§ TASK OBJECTIVE: Please copy out each line of the entries in which "Widget" appears.

§ DATA:
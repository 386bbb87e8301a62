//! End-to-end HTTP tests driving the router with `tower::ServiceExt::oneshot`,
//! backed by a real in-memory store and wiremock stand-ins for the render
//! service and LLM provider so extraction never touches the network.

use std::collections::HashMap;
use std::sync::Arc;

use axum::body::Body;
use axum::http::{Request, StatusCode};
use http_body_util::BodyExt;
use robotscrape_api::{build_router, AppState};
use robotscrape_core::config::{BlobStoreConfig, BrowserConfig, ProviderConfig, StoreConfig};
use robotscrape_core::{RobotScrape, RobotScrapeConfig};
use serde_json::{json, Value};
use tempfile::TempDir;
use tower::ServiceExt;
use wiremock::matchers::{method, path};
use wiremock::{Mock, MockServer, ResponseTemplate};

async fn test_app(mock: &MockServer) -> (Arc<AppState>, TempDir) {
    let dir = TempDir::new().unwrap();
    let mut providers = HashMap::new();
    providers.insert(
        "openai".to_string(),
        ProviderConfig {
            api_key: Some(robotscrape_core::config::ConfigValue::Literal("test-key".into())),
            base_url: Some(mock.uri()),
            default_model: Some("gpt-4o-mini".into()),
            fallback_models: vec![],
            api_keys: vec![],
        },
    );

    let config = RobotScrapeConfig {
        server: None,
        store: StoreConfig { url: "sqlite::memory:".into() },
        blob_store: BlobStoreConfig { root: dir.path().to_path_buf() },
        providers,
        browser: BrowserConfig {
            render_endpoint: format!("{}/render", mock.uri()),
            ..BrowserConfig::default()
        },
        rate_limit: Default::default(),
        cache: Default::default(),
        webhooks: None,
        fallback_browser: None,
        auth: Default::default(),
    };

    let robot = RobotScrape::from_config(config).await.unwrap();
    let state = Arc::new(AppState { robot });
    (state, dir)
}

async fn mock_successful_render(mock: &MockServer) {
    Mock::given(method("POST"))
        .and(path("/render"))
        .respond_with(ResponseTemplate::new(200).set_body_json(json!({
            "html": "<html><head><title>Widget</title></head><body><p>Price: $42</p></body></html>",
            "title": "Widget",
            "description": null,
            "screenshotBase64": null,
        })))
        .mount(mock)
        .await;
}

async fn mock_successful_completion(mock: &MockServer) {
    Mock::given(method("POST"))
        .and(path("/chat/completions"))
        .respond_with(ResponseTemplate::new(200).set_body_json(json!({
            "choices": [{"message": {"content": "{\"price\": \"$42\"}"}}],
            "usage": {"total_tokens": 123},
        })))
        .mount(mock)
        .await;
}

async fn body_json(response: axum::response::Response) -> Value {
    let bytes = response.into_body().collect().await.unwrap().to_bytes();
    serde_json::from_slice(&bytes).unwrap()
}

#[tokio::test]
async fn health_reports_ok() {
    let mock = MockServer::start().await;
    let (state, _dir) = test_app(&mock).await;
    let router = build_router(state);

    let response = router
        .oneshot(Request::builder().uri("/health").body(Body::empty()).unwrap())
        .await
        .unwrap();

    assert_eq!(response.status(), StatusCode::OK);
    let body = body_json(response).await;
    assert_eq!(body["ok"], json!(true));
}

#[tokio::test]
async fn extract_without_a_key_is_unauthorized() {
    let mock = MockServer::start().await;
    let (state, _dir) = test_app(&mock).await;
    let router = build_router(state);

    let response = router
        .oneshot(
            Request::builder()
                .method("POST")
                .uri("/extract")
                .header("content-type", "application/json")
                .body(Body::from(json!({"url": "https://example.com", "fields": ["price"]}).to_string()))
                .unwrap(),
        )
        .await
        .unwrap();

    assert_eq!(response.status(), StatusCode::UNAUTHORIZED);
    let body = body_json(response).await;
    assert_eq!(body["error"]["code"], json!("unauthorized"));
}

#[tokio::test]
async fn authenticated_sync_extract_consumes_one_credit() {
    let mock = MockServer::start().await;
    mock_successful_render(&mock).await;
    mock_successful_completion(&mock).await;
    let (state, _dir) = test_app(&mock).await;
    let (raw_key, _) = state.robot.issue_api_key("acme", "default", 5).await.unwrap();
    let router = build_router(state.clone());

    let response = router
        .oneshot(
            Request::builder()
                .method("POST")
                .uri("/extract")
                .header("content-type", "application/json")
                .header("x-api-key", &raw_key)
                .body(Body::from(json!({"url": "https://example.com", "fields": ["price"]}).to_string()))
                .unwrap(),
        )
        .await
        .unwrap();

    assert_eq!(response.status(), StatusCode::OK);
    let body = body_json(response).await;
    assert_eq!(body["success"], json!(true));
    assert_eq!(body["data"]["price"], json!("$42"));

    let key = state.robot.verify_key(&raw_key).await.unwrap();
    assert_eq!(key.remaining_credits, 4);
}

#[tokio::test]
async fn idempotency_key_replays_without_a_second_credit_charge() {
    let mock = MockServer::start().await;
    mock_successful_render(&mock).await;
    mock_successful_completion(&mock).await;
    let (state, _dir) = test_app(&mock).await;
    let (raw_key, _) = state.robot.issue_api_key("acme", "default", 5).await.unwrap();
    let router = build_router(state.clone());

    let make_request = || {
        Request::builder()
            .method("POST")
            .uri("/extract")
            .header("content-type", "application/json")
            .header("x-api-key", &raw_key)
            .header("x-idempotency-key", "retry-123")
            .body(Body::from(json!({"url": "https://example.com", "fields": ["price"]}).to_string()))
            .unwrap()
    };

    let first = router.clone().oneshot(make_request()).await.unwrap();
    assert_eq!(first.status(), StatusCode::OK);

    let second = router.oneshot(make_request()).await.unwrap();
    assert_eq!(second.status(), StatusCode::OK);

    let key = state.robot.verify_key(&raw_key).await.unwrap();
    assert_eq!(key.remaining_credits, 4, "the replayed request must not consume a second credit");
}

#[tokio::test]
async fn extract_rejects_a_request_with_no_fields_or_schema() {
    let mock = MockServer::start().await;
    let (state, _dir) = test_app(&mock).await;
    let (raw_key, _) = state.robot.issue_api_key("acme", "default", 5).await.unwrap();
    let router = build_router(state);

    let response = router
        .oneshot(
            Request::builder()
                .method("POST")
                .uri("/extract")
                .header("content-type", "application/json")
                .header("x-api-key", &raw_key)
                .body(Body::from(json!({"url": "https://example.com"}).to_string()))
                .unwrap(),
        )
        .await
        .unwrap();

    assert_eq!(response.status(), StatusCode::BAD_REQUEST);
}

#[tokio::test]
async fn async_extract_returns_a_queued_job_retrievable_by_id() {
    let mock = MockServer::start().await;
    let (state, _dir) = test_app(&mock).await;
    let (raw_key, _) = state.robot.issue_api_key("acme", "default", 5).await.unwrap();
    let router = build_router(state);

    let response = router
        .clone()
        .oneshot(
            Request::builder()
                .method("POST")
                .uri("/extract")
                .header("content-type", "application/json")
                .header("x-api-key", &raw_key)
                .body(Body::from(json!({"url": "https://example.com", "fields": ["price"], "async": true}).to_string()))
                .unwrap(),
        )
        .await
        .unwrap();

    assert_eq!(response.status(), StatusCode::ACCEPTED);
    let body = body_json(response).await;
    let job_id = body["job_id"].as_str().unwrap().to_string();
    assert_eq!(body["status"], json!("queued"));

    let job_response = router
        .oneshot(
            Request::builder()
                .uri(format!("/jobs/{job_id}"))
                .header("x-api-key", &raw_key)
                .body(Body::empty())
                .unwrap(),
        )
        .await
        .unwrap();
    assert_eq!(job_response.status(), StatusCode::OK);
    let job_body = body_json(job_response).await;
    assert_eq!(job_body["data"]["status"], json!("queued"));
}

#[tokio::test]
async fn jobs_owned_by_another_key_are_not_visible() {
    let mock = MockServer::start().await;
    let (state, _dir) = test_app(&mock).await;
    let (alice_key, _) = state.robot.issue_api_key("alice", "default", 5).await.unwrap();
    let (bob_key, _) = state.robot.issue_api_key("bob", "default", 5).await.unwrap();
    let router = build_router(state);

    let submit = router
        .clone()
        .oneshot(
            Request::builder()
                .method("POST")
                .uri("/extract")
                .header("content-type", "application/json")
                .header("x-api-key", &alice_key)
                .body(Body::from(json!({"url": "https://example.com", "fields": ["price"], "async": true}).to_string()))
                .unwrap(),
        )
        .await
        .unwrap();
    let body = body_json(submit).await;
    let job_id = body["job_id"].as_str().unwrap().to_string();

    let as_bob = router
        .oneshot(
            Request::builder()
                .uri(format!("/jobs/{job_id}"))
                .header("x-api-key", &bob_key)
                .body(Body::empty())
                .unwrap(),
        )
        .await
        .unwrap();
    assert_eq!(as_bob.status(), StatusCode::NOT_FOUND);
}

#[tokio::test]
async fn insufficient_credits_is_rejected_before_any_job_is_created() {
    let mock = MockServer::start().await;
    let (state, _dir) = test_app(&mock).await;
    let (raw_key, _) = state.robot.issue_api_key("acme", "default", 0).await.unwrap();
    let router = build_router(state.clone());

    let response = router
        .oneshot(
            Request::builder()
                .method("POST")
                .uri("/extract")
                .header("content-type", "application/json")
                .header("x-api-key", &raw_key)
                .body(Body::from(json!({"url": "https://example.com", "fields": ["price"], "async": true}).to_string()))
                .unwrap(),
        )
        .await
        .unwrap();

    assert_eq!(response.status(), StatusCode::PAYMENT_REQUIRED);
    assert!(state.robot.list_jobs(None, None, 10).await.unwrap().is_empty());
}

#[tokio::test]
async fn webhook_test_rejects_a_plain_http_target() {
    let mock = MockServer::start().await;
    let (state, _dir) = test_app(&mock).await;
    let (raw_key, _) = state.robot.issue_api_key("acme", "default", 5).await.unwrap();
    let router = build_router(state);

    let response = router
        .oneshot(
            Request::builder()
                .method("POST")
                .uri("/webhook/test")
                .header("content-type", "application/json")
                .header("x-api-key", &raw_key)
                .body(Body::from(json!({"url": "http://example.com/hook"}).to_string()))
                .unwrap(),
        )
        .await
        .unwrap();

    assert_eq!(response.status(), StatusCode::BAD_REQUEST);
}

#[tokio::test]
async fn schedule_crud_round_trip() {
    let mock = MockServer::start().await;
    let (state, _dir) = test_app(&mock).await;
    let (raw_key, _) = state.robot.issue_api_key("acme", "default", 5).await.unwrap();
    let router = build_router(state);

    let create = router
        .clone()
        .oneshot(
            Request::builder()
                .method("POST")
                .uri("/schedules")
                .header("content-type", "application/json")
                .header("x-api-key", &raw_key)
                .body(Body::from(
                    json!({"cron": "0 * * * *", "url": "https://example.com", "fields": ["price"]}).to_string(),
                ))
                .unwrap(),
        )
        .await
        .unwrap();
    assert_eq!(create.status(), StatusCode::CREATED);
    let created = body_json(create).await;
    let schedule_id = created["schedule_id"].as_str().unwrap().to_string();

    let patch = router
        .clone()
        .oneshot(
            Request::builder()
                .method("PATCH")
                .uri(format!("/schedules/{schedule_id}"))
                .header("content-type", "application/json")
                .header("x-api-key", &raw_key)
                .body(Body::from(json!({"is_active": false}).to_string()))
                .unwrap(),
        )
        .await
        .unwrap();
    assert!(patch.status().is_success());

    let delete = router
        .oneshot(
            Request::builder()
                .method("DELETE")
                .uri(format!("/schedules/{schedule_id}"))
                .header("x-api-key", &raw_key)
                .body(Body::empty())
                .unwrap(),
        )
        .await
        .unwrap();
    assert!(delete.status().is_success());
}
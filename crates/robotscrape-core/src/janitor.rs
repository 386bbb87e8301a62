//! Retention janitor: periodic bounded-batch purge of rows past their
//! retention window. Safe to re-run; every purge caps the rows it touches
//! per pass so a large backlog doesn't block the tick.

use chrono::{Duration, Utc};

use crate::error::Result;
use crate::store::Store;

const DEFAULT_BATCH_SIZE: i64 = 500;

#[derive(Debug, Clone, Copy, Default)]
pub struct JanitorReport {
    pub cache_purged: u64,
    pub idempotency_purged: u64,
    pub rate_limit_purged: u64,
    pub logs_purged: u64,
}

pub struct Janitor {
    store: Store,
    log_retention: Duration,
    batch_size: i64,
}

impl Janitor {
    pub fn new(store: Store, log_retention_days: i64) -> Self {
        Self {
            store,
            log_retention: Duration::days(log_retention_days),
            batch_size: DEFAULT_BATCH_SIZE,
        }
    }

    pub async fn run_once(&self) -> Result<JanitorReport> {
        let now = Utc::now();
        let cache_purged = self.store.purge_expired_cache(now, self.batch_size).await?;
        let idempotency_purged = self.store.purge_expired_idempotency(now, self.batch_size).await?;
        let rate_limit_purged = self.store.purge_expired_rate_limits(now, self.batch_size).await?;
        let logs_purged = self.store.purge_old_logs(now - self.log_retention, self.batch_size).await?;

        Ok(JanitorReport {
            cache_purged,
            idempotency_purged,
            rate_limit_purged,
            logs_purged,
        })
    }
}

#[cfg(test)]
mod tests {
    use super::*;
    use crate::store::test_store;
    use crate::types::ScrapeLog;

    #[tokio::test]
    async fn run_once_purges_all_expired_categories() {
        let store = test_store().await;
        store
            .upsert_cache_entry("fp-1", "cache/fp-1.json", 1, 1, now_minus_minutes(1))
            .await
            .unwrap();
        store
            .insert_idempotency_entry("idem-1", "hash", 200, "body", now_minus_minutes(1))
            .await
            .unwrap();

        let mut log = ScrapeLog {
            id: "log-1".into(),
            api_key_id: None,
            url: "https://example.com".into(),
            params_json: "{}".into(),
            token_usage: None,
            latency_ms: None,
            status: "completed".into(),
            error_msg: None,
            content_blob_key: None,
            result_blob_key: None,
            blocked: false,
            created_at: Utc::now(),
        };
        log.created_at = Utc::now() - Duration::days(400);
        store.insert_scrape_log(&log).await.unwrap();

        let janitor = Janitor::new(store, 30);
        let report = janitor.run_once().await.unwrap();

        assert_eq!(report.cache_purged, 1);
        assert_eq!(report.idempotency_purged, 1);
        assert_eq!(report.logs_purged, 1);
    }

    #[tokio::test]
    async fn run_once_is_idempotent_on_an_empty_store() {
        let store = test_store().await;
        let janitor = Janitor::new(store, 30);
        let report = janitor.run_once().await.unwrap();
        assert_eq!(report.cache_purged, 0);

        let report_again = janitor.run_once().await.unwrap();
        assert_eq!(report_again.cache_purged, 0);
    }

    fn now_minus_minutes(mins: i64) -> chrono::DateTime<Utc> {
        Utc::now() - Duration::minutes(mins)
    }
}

§ RESULT OF THE TASK:
            "html": "<html><head><title>Widget</title></head><body><p>Price: $42</p></body></html>",
            "title": "Widget",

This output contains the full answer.